Instructor: Dina Albert
Have you ever felt tired or a little sick after eating? It maybe because you're eating foods that taste good, but that aren't very good for your body. In this lesson, you will learn about nutrition and what to feed your body so you feel energized and healthy.

Vitamins

Let's imagine you go to a restaurant and eat a cheeseburger, fries, and a soda. Are you feeding your body or are you feeding your taste buds?

Nutrition is giving your body the food it needs for it to grow and be healthy. Feeding your body so that it is healthy and energized means you are eating foods full of the vitamins your body needs to work properly. Your body does not produce them by itself, but they are very important if you want to feel and grow well.

Food Groups

Food Pyramid: Grains, Fruits, Veggies, Dairy, Meat, Oils and sugars
food pyramid

The food pyramid is a picture that shows all of the different kinds of foods and reminds us how much of each food group we should be eating every day.

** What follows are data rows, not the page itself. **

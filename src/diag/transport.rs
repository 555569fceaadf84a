//! Remote session capability consumed by the diagnostic pipeline

use std::time::Duration;

use async_trait::async_trait;
use thiserror::Error;

use crate::ssh::{SshConfig, SshError};

/// Connect-phase failures; fatal to the session being opened
#[derive(Error, Debug, Clone, PartialEq, Eq)]
pub enum ConnectError {
    #[error("Authentication failed: {0}")]
    Auth(String),

    #[error("Connection timeout: {0}")]
    Timeout(String),

    #[error("Connection error: {0}")]
    Transport(String),
}

impl From<SshError> for ConnectError {
    fn from(err: SshError) -> Self {
        match err {
            SshError::AuthenticationFailed(msg) => ConnectError::Auth(msg),
            SshError::KeyError(msg) => ConnectError::Auth(format!("Key error: {}", msg)),
            SshError::Timeout(msg) => ConnectError::Timeout(msg),
            other => ConnectError::Transport(other.to_string()),
        }
    }
}

/// An open, authenticated shell on one device
#[async_trait]
pub trait RemoteShell: Send {
    /// The device's current prompt, e.g. `router1#`
    async fn find_prompt(&mut self) -> Result<String, SshError>;

    /// Send one command and return its raw text reply
    async fn send_command(&mut self, command: &str, timeout: Duration) -> Result<String, SshError>;

    /// Release the session; errors are logged, not returned
    async fn disconnect(&mut self);
}

/// Opens [`RemoteShell`]s
#[async_trait]
pub trait Connector: Send + Sync {
    type Shell: RemoteShell;

    async fn connect(&self, target: &SshConfig) -> Result<Self::Shell, ConnectError>;
}

#[cfg(test)]
mod tests {
    use super::*;

    #[test]
    fn test_ssh_error_mapping() {
        assert_eq!(
            ConnectError::from(SshError::AuthenticationFailed("rejected".into())),
            ConnectError::Auth("rejected".into())
        );
        assert_eq!(
            ConnectError::from(SshError::Timeout("10.0.0.1:22".into())),
            ConnectError::Timeout("10.0.0.1:22".into())
        );
        assert_eq!(
            ConnectError::from(SshError::ConnectionFailed("refused".into())),
            ConnectError::Transport("Connection failed: refused".into())
        );
        assert!(matches!(
            ConnectError::from(SshError::KeyError("bad passphrase".into())),
            ConnectError::Auth(_)
        ));
    }
}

The 'Grains' section is the largest and includes cereals, breads, and pastas.

You should have about 6 servings of grains each day. Next come the 'Fruits' and 'Vegetables' sections. These are the same size and show that you should have about 4 servings of each per day. Fresh fruit often has the most vitamins and minerals, but fruit also comes frozen, dried, or canned. It's best to eat many different colors of vegetables raw or lightly cooked.

The next food group is 'Dairy' and you should have about 2-3 servings per day. Dairy foods include milk, cheeses, and yogurts.

'Meats' include beef, pork, seafood, and chicken, as well as eggs. Every day, you should eat 2-3 servings of meats.

Last but not least, the section titled 'Fats and Oils' includes olive oil, margarine, and salad dressings, as well as other sources of fats like desserts. Try to eat as little from this group as possible, but consuming healthy fats and oils in moderation can be okay.

Meal Time

At each of your meals, you should have a source of protein, such as meat, fish, darks greens like spinach, beans, tofu, or eggs. Every meal should include vegetables like green beans or broccoli, carrots, and squash. Your plate should also have a grain on it like a sweet potato, rice, or pasta.